Dataset below:

//! Integration tests for the MonitorService → classifier → indicator pipeline.
//!
//! These run on the host (x86_64) and verify that a full sample cycle from
//! raw ADC counts down to indicator commands and the serial report works
//! correctly without any real hardware.

use crate::mock_hw::{IndicatorCall, LogSink, MockHardware};

use reefmon::adapters::log_sink::format_report;
use reefmon::app::events::MonitorEvent;
use reefmon::app::service::MonitorService;
use reefmon::config::MonitorConfig;
use reefmon::water::{Metric, PhClass};

// Raw 10-bit counts for representative conditions.
const PH_NEUTRAL_RAW: u16 = 512; // ≈ 7.0 pH
const PH_ACIDIC_RAW: u16 = 365; // ≈ 5.0 pH
const TEMP_OK_RAW: u16 = 153; // ≈ 24.8 °C
const TEMP_COLD_RAW: u16 = 133; // ≈ 15.0 °C
const SALINITY_OK_RAW: u16 = 348; // ≈ 34.0 ppt
const SALINITY_LOW_RAW: u16 = 100; // ≈ 9.8 ppt

fn make_service() -> (MonitorService, LogSink) {
    let mut service = MonitorService::new(MonitorConfig::default());
    let mut sink = LogSink::new();
    service.start(&mut sink);
    (service, sink)
}

// ── Healthy tank: greens across the board, no alarm ──────────

#[test]
fn healthy_tank_all_green_no_alarm() {
    let (mut service, mut sink) = make_service();
    let mut hw = MockHardware::from_raw(PH_NEUTRAL_RAW, TEMP_OK_RAW, SALINITY_OK_RAW);

    service.tick(&mut hw, &mut sink);

    for metric in Metric::ALL {
        assert_eq!(
            hw.pair_green(metric),
            Some(true),
            "{} pair should be green",
            metric.name()
        );
    }
    assert!(!hw.alarm_on());

    let reports = sink.reports();
    assert_eq!(reports.len(), 1);
    let report = reports[0];
    assert_eq!(report.ph_class, PhClass::Neutral);
    assert_eq!(report.out_of_range, 0);
    assert!(!report.alarm);
}

// ── One metric out: yellow for it alone, still no alarm ──────

#[test]
fn acidic_ph_alone_goes_yellow_without_alarm() {
    let (mut service, mut sink) = make_service();
    let mut hw = MockHardware::from_raw(PH_ACIDIC_RAW, TEMP_OK_RAW, SALINITY_OK_RAW);

    service.tick(&mut hw, &mut sink);

    assert_eq!(hw.pair_green(Metric::Ph), Some(false));
    assert_eq!(hw.pair_green(Metric::Temperature), Some(true));
    assert_eq!(hw.pair_green(Metric::Salinity), Some(true));
    assert!(!hw.alarm_on(), "a single out-of-range metric must not alarm");

    let report = sink.reports()[0];
    assert_eq!(report.ph_class, PhClass::Acidic);
    assert_eq!(report.out_of_range, 1);
    assert!(!report.alarm);
    assert!(
        !sink
            .events
            .iter()
            .any(|e| matches!(e, MonitorEvent::AlarmRaised { .. })),
        "no alarm event for a single unhealthy metric"
    );
}

// ── Two metrics out: aggregate alarm fires ───────────────────

#[test]
fn two_unhealthy_metrics_raise_the_alarm() {
    let (mut service, mut sink) = make_service();
    let mut hw = MockHardware::from_raw(PH_ACIDIC_RAW, TEMP_COLD_RAW, SALINITY_OK_RAW);

    service.tick(&mut hw, &mut sink);

    assert_eq!(hw.pair_green(Metric::Ph), Some(false));
    assert_eq!(hw.pair_green(Metric::Temperature), Some(false));
    assert_eq!(hw.pair_green(Metric::Salinity), Some(true));
    assert!(hw.alarm_on());

    let report = sink.reports()[0];
    assert_eq!(report.out_of_range, 2);
    assert!(report.alarm);
    assert!(sink
        .events
        .iter()
        .any(|e| matches!(e, MonitorEvent::AlarmRaised { out_of_range: 2 })));
}

// ── Every flag combination: pair exclusivity + alarm rule ────

#[test]
fn every_combination_commands_each_pair_exactly_once_per_cycle() {
    let ph = [PH_NEUTRAL_RAW, PH_ACIDIC_RAW];
    let temp = [TEMP_OK_RAW, TEMP_COLD_RAW];
    let sal = [SALINITY_OK_RAW, SALINITY_LOW_RAW];

    for p in 0..2usize {
        for t in 0..2usize {
            for s in 0..2usize {
                let (mut service, mut sink) = make_service();
                let mut hw = MockHardware::from_raw(ph[p], temp[t], sal[s]);
                service.tick(&mut hw, &mut sink);

                // Exactly one status command per metric per cycle — the pair
                // is driven to exactly one of its two states.
                for metric in Metric::ALL {
                    let commands = hw
                        .calls
                        .iter()
                        .filter(|c| {
                            matches!(c, IndicatorCall::SetStatus { metric: m, .. } if *m == metric)
                        })
                        .count();
                    assert_eq!(commands, 1, "{} commanded once", metric.name());
                }

                let unhealthy = (p + t + s) as u8;
                assert_eq!(sink.reports()[0].out_of_range, unhealthy);
                assert_eq!(
                    hw.alarm_on(),
                    unhealthy >= 2,
                    "alarm wrong for p={p} t={t} s={s}"
                );
            }
        }
    }
}

// ── Alarm recovery over consecutive cycles ───────────────────

#[test]
fn alarm_clears_when_water_recovers() {
    let (mut service, mut sink) = make_service();
    let mut hw = MockHardware::from_raw(PH_ACIDIC_RAW, TEMP_COLD_RAW, SALINITY_OK_RAW);

    service.tick(&mut hw, &mut sink);
    assert!(hw.alarm_on());

    hw.snapshot = MockHardware::from_raw(PH_NEUTRAL_RAW, TEMP_OK_RAW, SALINITY_OK_RAW).snapshot;
    service.tick(&mut hw, &mut sink);

    assert!(!hw.alarm_on());
    assert!(sink
        .events
        .iter()
        .any(|e| matches!(e, MonitorEvent::AlarmCleared)));
    assert_eq!(service.cycle_count(), 2);
}

// ── Report line rendering from an end-to-end cycle ───────────

#[test]
fn report_line_matches_serial_format() {
    let (mut service, mut sink) = make_service();
    let mut hw = MockHardware::from_raw(PH_NEUTRAL_RAW, TEMP_OK_RAW, SALINITY_OK_RAW);

    service.tick(&mut hw, &mut sink);

    let line = format_report(sink.reports()[0]);
    assert!(line.starts_with("pH: 7.0"));
    assert!(line.contains("(Neutral)"));
    assert!(line.contains("Temperature: 24.7"));
    assert!(line.ends_with(" ppt"));
}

End of Dataset.

Your task -
Retype each line of the listing exactly as it was given above.

Solved problem -
//! Integration tests for the MonitorService → classifier → indicator pipeline.
//!
//! These run on the host (x86_64) and verify that a full sample cycle from
//! raw ADC counts down to indicator commands and the serial report works
//! correctly without any real hardware.

use crate::mock_hw::{IndicatorCall, LogSink, MockHardware};

use reefmon::adapters::log_sink::format_report;
use reefmon::app::events::MonitorEvent;
use reefmon::app::service::MonitorService;
use reefmon::config::MonitorConfig;
use reefmon::water::{Metric, PhClass};

// Raw 10-bit counts for representative conditions.
const PH_NEUTRAL_RAW: u16 = 512; // ≈ 7.0 pH
const PH_ACIDIC_RAW: u16 = 365; // ≈ 5.0 pH
const TEMP_OK_RAW: u16 = 153; // ≈ 24.8 °C
const TEMP_COLD_RAW: u16 = 133; // ≈ 15.0 °C
const SALINITY_OK_RAW: u16 = 348; // ≈ 34.0 ppt
const SALINITY_LOW_RAW: u16 = 100; // ≈ 9.8 ppt

fn make_service() -> (MonitorService, LogSink) {
    let mut service = MonitorService::new(MonitorConfig::default());
    let mut sink = LogSink::new();
    service.start(&mut sink);
    (service, sink)
}

// ── Healthy tank: greens across the board, no alarm ──────────

#[test]
fn healthy_tank_all_green_no_alarm() {
    let (mut service, mut sink) = make_service();
    let mut hw = MockHardware::from_raw(PH_NEUTRAL_RAW, TEMP_OK_RAW, SALINITY_OK_RAW);

    service.tick(&mut hw, &mut sink);

    for metric in Metric::ALL {
        assert_eq!(
            hw.pair_green(metric),
            Some(true),
            "{} pair should be green",
            metric.name()
        );
    }
    assert!(!hw.alarm_on());

    let reports = sink.reports();
    assert_eq!(reports.len(), 1);
    let report = reports[0];
    assert_eq!(report.ph_class, PhClass::Neutral);
    assert_eq!(report.out_of_range, 0);
    assert!(!report.alarm);
}

// ── One metric out: yellow for it alone, still no alarm ──────

#[test]
fn acidic_ph_alone_goes_yellow_without_alarm() {
    let (mut service, mut sink) = make_service();
    let mut hw = MockHardware::from_raw(PH_ACIDIC_RAW, TEMP_OK_RAW, SALINITY_OK_RAW);

    service.tick(&mut hw, &mut sink);

    assert_eq!(hw.pair_green(Metric::Ph), Some(false));
    assert_eq!(hw.pair_green(Metric::Temperature), Some(true));
    assert_eq!(hw.pair_green(Metric::Salinity), Some(true));
    assert!(!hw.alarm_on(), "a single out-of-range metric must not alarm");

    let report = sink.reports()[0];
    assert_eq!(report.ph_class, PhClass::Acidic);
    assert_eq!(report.out_of_range, 1);
    assert!(!report.alarm);
    assert!(
        !sink
            .events
            .iter()
            .any(|e| matches!(e, MonitorEvent::AlarmRaised { .. })),
        "no alarm event for a single unhealthy metric"
    );
}

// ── Two metrics out: aggregate alarm fires ───────────────────

#[test]
fn two_unhealthy_metrics_raise_the_alarm() {
    let (mut service, mut sink) = make_service();
    let mut hw = MockHardware::from_raw(PH_ACIDIC_RAW, TEMP_COLD_RAW, SALINITY_OK_RAW);

    service.tick(&mut hw, &mut sink);

    assert_eq!(hw.pair_green(Metric::Ph), Some(false));
    assert_eq!(hw.pair_green(Metric::Temperature), Some(false));
    assert_eq!(hw.pair_green(Metric::Salinity), Some(true));
    assert!(hw.alarm_on());

    let report = sink.reports()[0];
    assert_eq!(report.out_of_range, 2);
    assert!(report.alarm);
    assert!(sink
        .events
        .iter()
        .any(|e| matches!(e, MonitorEvent::AlarmRaised { out_of_range: 2 })));
}

// ── Every flag combination: pair exclusivity + alarm rule ────

#[test]
fn every_combination_commands_each_pair_exactly_once_per_cycle() {
    let ph = [PH_NEUTRAL_RAW, PH_ACIDIC_RAW];
    let temp = [TEMP_OK_RAW, TEMP_COLD_RAW];
    let sal = [SALINITY_OK_RAW, SALINITY_LOW_RAW];

    for p in 0..2usize {
        for t in 0..2usize {
            for s in 0..2usize {
                let (mut service, mut sink) = make_service();
                let mut hw = MockHardware::from_raw(ph[p], temp[t], sal[s]);
                service.tick(&mut hw, &mut sink);

                // Exactly one status command per metric per cycle — the pair
                // is driven to exactly one of its two states.
                for metric in Metric::ALL {
                    let commands = hw
                        .calls
                        .iter()
                        .filter(|c| {
                            matches!(c, IndicatorCall::SetStatus { metric: m, .. } if *m == metric)
                        })
                        .count();
                    assert_eq!(commands, 1, "{} commanded once", metric.name());
                }

                let unhealthy = (p + t + s) as u8;
                assert_eq!(sink.reports()[0].out_of_range, unhealthy);
                assert_eq!(
                    hw.alarm_on(),
                    unhealthy >= 2,
                    "alarm wrong for p={p} t={t} s={s}"
                );
            }
        }
    }
}

// ── Alarm recovery over consecutive cycles ───────────────────

#[test]
fn alarm_clears_when_water_recovers() {
    let (mut service, mut sink) = make_service();
    let mut hw = MockHardware::from_raw(PH_ACIDIC_RAW, TEMP_COLD_RAW, SALINITY_OK_RAW);

    service.tick(&mut hw, &mut sink);
    assert!(hw.alarm_on());

    hw.snapshot = MockHardware::from_raw(PH_NEUTRAL_RAW, TEMP_OK_RAW, SALINITY_OK_RAW).snapshot;
    service.tick(&mut hw, &mut sink);

    assert!(!hw.alarm_on());
    assert!(sink
        .events
        .iter()
        .any(|e| matches!(e, MonitorEvent::AlarmCleared)));
    assert_eq!(service.cycle_count(), 2);
}

// ── Report line rendering from an end-to-end cycle ───────────

#[test]
fn report_line_matches_serial_format() {
    let (mut service, mut sink) = make_service();
    let mut hw = MockHardware::from_raw(PH_NEUTRAL_RAW, TEMP_OK_RAW, SALINITY_OK_RAW);

    service.tick(&mut hw, &mut sink);

    let line = format_report(sink.reports()[0]);
    assert!(line.starts_with("pH: 7.0"));
    assert!(line.contains("(Neutral)"));
    assert!(line.contains("Temperature: 24.7"));
    assert!(line.ends_with(" ppt"));
}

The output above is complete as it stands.